From 1943 through 1970, Constantine worked in the architecture and design department of the Museum of Modern Art, as associate curator and later as curatorial consultant, where she helped popularize collections that were hard to categorize or had been ignored, which she called "fugitive material". Her 1948 exhibition Polio Posters was the museum's first devoted to causes, and included works she commissioned to help spread awareness of various social issues.

She organized solo exhibitions for graphic and product designers including Alvin Lustig, Bruno Munari, Massimo Vignelli and Tadanori Yokoo that were described by The New York Times as "career-defining". Her broader-themed exhibitions in the applied and decorative arts included Olivetti: Design in Industry in 1952, Signs in the Street in 1954, and the 1962 exhibit of Lettering by Hand.

Constantine organized the 1968 exhibition titled Word and Image, which was the first exhibition to focus on the posters in the museum's collection from the 20th century, and whose catalog is considered a major element documenting the history of the poster. In his January 1968 review of the exhibit, art critic John Canaday of The New York Times wrote:

"the Museum of Modern Art's new exhibition of posters, which opened yesterday under the title Word and Image, is so handsome that for a minute you wonder why billboards are disfigurements," noting that the museum had held 35 prior poster exhibitions but that this was its most comprehensive and that while most posters look dated after a few years, the items Constantine selected from the museum's collection of 2,000 posters "are as forceful as when they were issued."

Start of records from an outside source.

/*!
state.rs - 6502 architectural state (registers + flags).

Overview
========
`CpuState` owns every architecturally visible register. Each register is a
`ByteRegister` / `DoubleByteRegister`, so width masking is enforced by the
type rather than by call sites. Bus access, decode and cycle accounting live
in higher layers (dispatch, execute, core).

6502 Status Register Bit Layout
===============================
Bit: 7 6 5 4 3 2 1 0
     N V 1 B D I Z C
Where:
  N = NEGATIVE
  V = OVERFLOW
  1 = UNUSED (always pushed as 1)
  B = BREAK (set in the pushed copy for BRK/PHP only)
  D = DECIMAL (stored and toggled, no BCD arithmetic on the 2A03)
  I = IRQ_DISABLE
  Z = ZERO
  C = CARRY
*/

use bitflags::bitflags;

use crate::register::{ByteRegister, DoubleByteRegister};

bitflags! {
    #[derive(Debug, Clone, Copy, PartialEq, Eq, Default, Hash)]
    pub struct StatusFlags: u8 {
        const CARRY       = 0b0000_0001;
        const ZERO        = 0b0000_0010;
        const IRQ_DISABLE = 0b0000_0100;
        const DECIMAL     = 0b0000_1000;
        const BREAK       = 0b0001_0000;
        const UNUSED      = 0b0010_0000;
        const OVERFLOW    = 0b0100_0000;
        const NEGATIVE    = 0b1000_0000;
    }
}

pub const STACK_PAGE: u16 = 0x0100;

/// Architectural register file.
#[derive(Debug, Clone, Copy, PartialEq, Eq)]
pub struct CpuState {
    pub a: ByteRegister,
    pub x: ByteRegister,
    pub y: ByteRegister,
    pub sp: ByteRegister,
    pub pc: DoubleByteRegister,
    pub p: ByteRegister,
    /// Set by a KIL/JAM opcode; cleared by reset.
    pub halted: bool,
}

impl Default for CpuState {
    fn default() -> Self {
        Self {
            a: ByteRegister::new(0),
            x: ByteRegister::new(0),
            y: ByteRegister::new(0),
            sp: ByteRegister::new(0xFD),
            pc: DoubleByteRegister::new(0),
            p: ByteRegister::new((StatusFlags::IRQ_DISABLE | StatusFlags::UNUSED).bits()),
            halted: false,
        }
    }
}

impl CpuState {
    #[inline]
    pub fn new() -> Self {
        Self::default()
    }

    #[inline]
    pub fn flags(&self) -> StatusFlags {
        StatusFlags::from_bits_retain(self.p.get())
    }

    #[inline]
    pub fn set_flags(&mut self, flags: StatusFlags) {
        self.p.set(flags.bits() as u32);
    }

    /// Stack slot addressed by the current SP.
    #[inline]
    pub fn stack_address(&self) -> u16 {
        STACK_PAGE | self.sp.get() as u16
    }
}

#[cfg(test)]
mod tests {
    use super::*;
    use crate::cpu::regs::CpuRegs;

    #[test]
    fn default_power_up() {
        let s = CpuState::new();
        assert_eq!(s.a(), 0);
        assert_eq!(s.x(), 0);
        assert_eq!(s.y(), 0);
        assert_eq!(s.sp(), 0xFD);
        assert!(s.is_flag_set(StatusFlags::IRQ_DISABLE));
        assert!(s.is_flag_set(StatusFlags::UNUSED));
        assert!(!s.halted());
        assert_eq!(s.stack_address(), 0x01FD);
    }

    #[test]
    fn flag_assignment() {
        let mut s = CpuState::new();
        s.assign_flag(StatusFlags::IRQ_DISABLE, false);
        assert!(!s.is_flag_set(StatusFlags::IRQ_DISABLE));
        s.assign_flag(StatusFlags::DECIMAL, true);
        assert!(s.is_flag_set(StatusFlags::DECIMAL));
        assert_eq!(s.flags(), StatusFlags::DECIMAL | StatusFlags::UNUSED);
    }

    #[test]
    fn update_zn_behavior() {
        let mut s = CpuState::new();
        s.update_zn(0x00);
        assert!(s.is_flag_set(StatusFlags::ZERO));
        assert!(!s.is_flag_set(StatusFlags::NEGATIVE));
        s.update_zn(0x80);
        assert!(!s.is_flag_set(StatusFlags::ZERO));
        assert!(s.is_flag_set(StatusFlags::NEGATIVE));
        s.update_zn(0x7F);
        assert!(!s.is_flag_set(StatusFlags::ZERO));
        assert!(!s.is_flag_set(StatusFlags::NEGATIVE));
    }

    #[test]
    fn pc_advance_wraps() {
        let mut s = CpuState::new();
        s.set_pc(0xFFFF);
        s.advance_pc(1);
        assert_eq!(s.pc(), 0x0000);
        s.advance_pc(-2);
        assert_eq!(s.pc(), 0xFFFE);
    }

    #[test]
    fn compose_status_break_flag_behavior() {
        let s = CpuState::new();
        let with_break = s.compose_status_for_push(true);
        let without_break = s.compose_status_for_push(false);
        assert_ne!(with_break & StatusFlags::BREAK.bits(), 0);
        assert_eq!(without_break & StatusFlags::BREAK.bits(), 0);
        assert_ne!(with_break & StatusFlags::UNUSED.bits(), 0);
        assert_ne!(without_break & StatusFlags::UNUSED.bits(), 0);
    }
}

Critic Hilton Kramer's review in The Times, described the exhibit as consisting of 300 posters from the period from 1879 to 1967, chosen by Constantine based on their "esthetic merit", though Kramer felt that the exhibit could not explain the late-1960s poster fad whose psychedelic designs he believed were no match for the graphic masterpieces of earlier days.

Constantine died at age 95 on December 10, 2008, of heart failure in her home in Nyack, New York.

===Textiles===
Constantine also curated and wrote about textiles. Along with Jack Lenor Larsen, Constantine curated wall hangings that toured 11 cities from 1968 to 1969 and wrote Beyond Craft: The Art Fabric in 1973.

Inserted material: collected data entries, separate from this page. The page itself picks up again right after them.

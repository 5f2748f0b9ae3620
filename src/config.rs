/*!
config.rs - Power-up configuration.

Two conventions exist for the initial CPU state:

- `Nestest`: the state the nestest golden log starts from (P=$24).
- `Hardware`: the documented 2A03 power-up (P=$34) including APU register
  clearing and RAM fill.

Both leave SP=$FD, A/X/Y=0 and start the cycle counter at 7 (reset cost).
`entry_point` overrides the reset vector; nestest's automated mode starts at
$C000 while its vector points at the interactive menu.
*/

use serde::{Deserialize, Serialize};

#[derive(Debug, Clone, Copy, Default, PartialEq, Eq, Serialize, Deserialize)]
#[serde(rename_all = "lowercase")]
pub enum PowerUpConvention {
    #[default]
    Nestest,
    Hardware,
}

impl PowerUpConvention {
    /// Initial value of the P register.
    pub fn initial_status(self) -> u8 {
        match self {
            PowerUpConvention::Nestest => 0x24,
            PowerUpConvention::Hardware => 0x34,
        }
    }
}

#[derive(Debug, Clone, Copy, Default, PartialEq, Eq, Serialize, Deserialize)]
pub struct PowerUpConfig {
    #[serde(default)]
    pub convention: PowerUpConvention,
    #[serde(default)]
    pub entry_point: Option<u16>,
}

impl PowerUpConfig {
    pub const INITIAL_SP: u8 = 0xFD;
    pub const RESET_CYCLES: u64 = 7;

    pub fn nestest(entry_point: u16) -> Self {
        Self {
            convention: PowerUpConvention::Nestest,
            entry_point: Some(entry_point),
        }
    }

    pub fn hardware() -> Self {
        Self {
            convention: PowerUpConvention::Hardware,
            entry_point: None,
        }
    }
}

#[cfg(test)]
mod tests {
    use super::*;

    #[test]
    fn default_is_nestest_via_reset_vector() {
        let c = PowerUpConfig::default();
        assert_eq!(c.convention, PowerUpConvention::Nestest);
        assert_eq!(c.entry_point, None);
        assert_eq!(c.convention.initial_status(), 0x24);
        assert_eq!(PowerUpConvention::Hardware.initial_status(), 0x34);
    }

    #[test]
    fn deserializes_from_json() {
        let c: PowerUpConfig =
            serde_json::from_str(r#"{"convention":"hardware","entry_point":49152}"#).unwrap();
        assert_eq!(c.convention, PowerUpConvention::Hardware);
        assert_eq!(c.entry_point, Some(0xC000));

        let c: PowerUpConfig = serde_json::from_str("{}").unwrap();
        assert_eq!(c, PowerUpConfig::default());
    }
}
//! Shared test utilities.
//!
//! - `FlatMemory`: 64 KiB of plain RAM implementing `CpuBus`, so CPU tests
//!   can place code and data anywhere (including $2000-$401F) without the
//!   real bus mapping getting in the way.
//! - `flat_cpu`: a `CpuState` with PC at `TEST_ORIGIN` plus memory holding
//!   the program there.
//! - iNES builders (`build_ines`, `set_vectors_in_prg`) for ROM loader tests.
//! - `nes_with_program` / `nes_with_nmi_handler`: a powered-up `Nes` whose
//!   16 KiB PRG holds the given code, for scheduler tests.
//!
//! Notes on the iNES header fields written here:
//! - bytes[0..4] = b"NES\x1A"
//! - byte 4 = PRG ROM size in 16 KiB units
//! - byte 5 = CHR ROM size in 8 KiB units
//! - byte 6 = Flags 6 (mirroring, battery, trainer, mapper low nibble)
//! - byte 7 = Flags 7 (mapper high nibble)
//! - bytes 8..15 = zero

#![allow(dead_code)]

use crate::bus::{Bus, PRG_START};
use crate::config::PowerUpConfig;
use crate::cpu::regs::CpuRegs;
use crate::cpu::state::CpuState;
use crate::cpu_bus::CpuBus;
use crate::scheduler::Nes;

/// Where `flat_cpu` places its program (outside zero page and stack).
pub const TEST_ORIGIN: u16 = 0x0600;

const PRG_BANK: usize = 16 * 1024;

/// Flat 64 KiB address space with no mirroring or side effects.
pub struct FlatMemory {
    bytes: Box<[u8; 0x10000]>,
}

impl FlatMemory {
    pub fn new() -> Self {
        Self {
            bytes: Box::new([0; 0x10000]),
        }
    }

    /// Zeroed memory with `data` copied to `origin` (wrapping at $FFFF).
    pub fn with_bytes(origin: u16, data: &[u8]) -> Self {
        let mut mem = Self::new();
        for (i, &b) in data.iter().enumerate() {
            mem.poke(origin.wrapping_add(i as u16), b);
        }
        mem
    }

    pub fn poke(&mut self, addr: u16, value: u8) {
        self.bytes[addr as usize] = value;
    }

    pub fn peek(&self, addr: u16) -> u8 {
        self.bytes[addr as usize]
    }
}

impl Default for FlatMemory {
    fn default() -> Self {
        Self::new()
    }
}

impl CpuBus for FlatMemory {
    fn read(&mut self, addr: u16) -> u8 {
        self.bytes[addr as usize]
    }

    fn write(&mut self, addr: u16, value: u8) {
        self.bytes[addr as usize] = value;
    }

    fn peek(&self, addr: u16) -> u8 {
        self.bytes[addr as usize]
    }
}

/// Fresh CPU state at `TEST_ORIGIN` with `program` loaded there.
pub fn flat_cpu(program: &[u8]) -> (CpuState, FlatMemory) {
    let mut cpu = CpuState::new();
    cpu.set_pc(TEST_ORIGIN);
    (cpu, FlatMemory::with_bytes(TEST_ORIGIN, program))
}

/// Build a minimal iNES (v1) image.
///
/// - `prg_16k`: number of 16 KiB PRG units, filled with $AA
/// - `chr_8k`: number of 8 KiB CHR units, filled with $CC
/// - `flags6` / `flags7`: raw header flag bytes
/// - `trainer`: optional 512-byte trainer inserted after the header
pub fn build_ines(
    prg_16k: usize,
    chr_8k: usize,
    flags6: u8,
    flags7: u8,
    trainer: Option<&[u8; 512]>,
) -> Vec<u8> {
    let mut bytes = Vec::with_capacity(
        16 + trainer.map(|_| 512).unwrap_or(0) + prg_16k * PRG_BANK + chr_8k * 8 * 1024,
    );

    bytes.extend_from_slice(b"NES\x1A");
    bytes.push(prg_16k as u8);
    bytes.push(chr_8k as u8);
    bytes.push(flags6);
    bytes.push(flags7);
    bytes.extend_from_slice(&[0u8; 8]);

    if let Some(t) = trainer {
        bytes.extend_from_slice(t);
    }
    bytes.extend(std::iter::repeat_n(0xAA, prg_16k * PRG_BANK));
    bytes.extend(std::iter::repeat_n(0xCC, chr_8k * 8 * 1024));
    bytes
}

/// Write CPU vectors (NMI, RESET, IRQ/BRK) into the last six bytes of a
/// 16 KiB or 32 KiB PRG image. Panics on any other length.
pub fn set_vectors_in_prg(prg: &mut [u8], reset: u16, nmi: u16, irq: u16) {
    let base = match prg.len() {
        16384 => 0x3FFA,
        32768 => 0x7FFA,
        other => panic!("unsupported PRG length for vectors: {other} bytes"),
    };
    write_le_u16(prg, base, nmi);
    write_le_u16(prg, base + 2, reset);
    write_le_u16(prg, base + 4, irq);
}

#[inline]
fn write_le_u16(buf: &mut [u8], offset: usize, value: u16) {
    buf[offset] = (value & 0x00FF) as u8;
    buf[offset + 1] = (value >> 8) as u8;
}

fn place(prg: &mut [u8], origin: u16, code: &[u8]) {
    assert!(origin >= PRG_START, "PRG code must live at $8000 or above");
    let offset = (origin - PRG_START) as usize % PRG_BANK;
    prg[offset..offset + code.len()].copy_from_slice(code);
}

/// 16 KiB PRG (NOP-filled) with `program` at `origin`; all vectors point at
/// `origin`.
pub fn prg_with_program(origin: u16, program: &[u8]) -> Vec<u8> {
    let mut prg = vec![0xEA; PRG_BANK];
    place(&mut prg, origin, program);
    set_vectors_in_prg(&mut prg, origin, origin, origin);
    prg
}

/// Bus with `program` mapped at `origin` and empty CHR.
pub fn bus_with_program(origin: u16, program: &[u8]) -> Bus {
    let mut bus = Bus::new();
    bus.load_prg(&prg_with_program(origin, program));
    bus
}

/// Powered-up `Nes` (nestest convention, reset vector entry) running
/// `program` from `origin`.
pub fn nes_with_program(origin: u16, program: &[u8]) -> Nes {
    let mut nes = Nes::new(PowerUpConfig::default());
    nes.load_rom(&prg_with_program(origin, program), &[]);
    nes.power_up();
    nes
}

/// Like `nes_with_program`, with an NMI handler at `handler_origin`.
pub fn nes_with_nmi_handler(
    origin: u16,
    program: &[u8],
    handler_origin: u16,
    handler: &[u8],
) -> Nes {
    let mut prg = prg_with_program(origin, program);
    place(&mut prg, handler_origin, handler);
    set_vectors_in_prg(&mut prg, origin, handler_origin, origin);

    let mut nes = Nes::new(PowerUpConfig::default());
    nes.load_rom(&prg, &[]);
    nes.power_up();
    nes
}

#[cfg(test)]
mod tests {
    use super::*;

    #[test]
    fn builds_basic_ines() {
        let rom = build_ines(2, 1, 0x01, 0x00, None);
        assert_eq!(&rom[0..4], b"NES\x1A");
        assert_eq!(rom[4], 2);
        assert_eq!(rom[5], 1);
        assert_eq!(rom[6], 0x01);
        assert_eq!(rom[7], 0x00);
        assert_eq!(rom.len(), 16 + 2 * 16 * 1024 + 8 * 1024);
    }

    #[test]
    fn writes_vectors_for_16k_and_32k_prg() {
        let mut prg = vec![0u8; 16 * 1024];
        set_vectors_in_prg(&mut prg, 0x8123, 0x8456, 0x8ABC);
        assert_eq!(&prg[0x3FFA..], &[0x56, 0x84, 0x23, 0x81, 0xBC, 0x8A]);

        let mut prg = vec![0u8; 32 * 1024];
        set_vectors_in_prg(&mut prg, 0x8123, 0x8456, 0x8ABC);
        assert_eq!(&prg[0x7FFA..], &[0x56, 0x84, 0x23, 0x81, 0xBC, 0x8A]);
    }

    #[test]
    fn program_is_visible_through_the_bus() {
        let mut bus = bus_with_program(0xC000, &[0xA9, 0x42]);
        assert_eq!(bus.read(0xC000), 0xA9);
        assert_eq!(bus.read(0x8001), 0x42);
        assert_eq!(bus.read_word(0xFFFC), 0xC000);
    }
}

In 1972, Mildred Constantine reproduced Alice Adams's 1966 Construction in her book Beyond Craft. She wrote the book in conjunction with Jack Lenor Larsen which was the first in-depth look of the emergent fiber art movement. This text spoke about how fiber art evolved, defined its aesthetic intentions, and defended work made of fiber as "fine art".

Following her 1971 departure from the Museum of Modern Art, she produced exhibitions and books on the subjects of caricature, cartoons, decorative arts and photography, and also curated the 1988 Frontiers in Fiber: The Americans, and the 2002 exhibit Small Works in Fiber, both of which drew attention to textile and fiber art

===Author===

Constantine wrote or co-wrote many books on fiber arts and other subjects:.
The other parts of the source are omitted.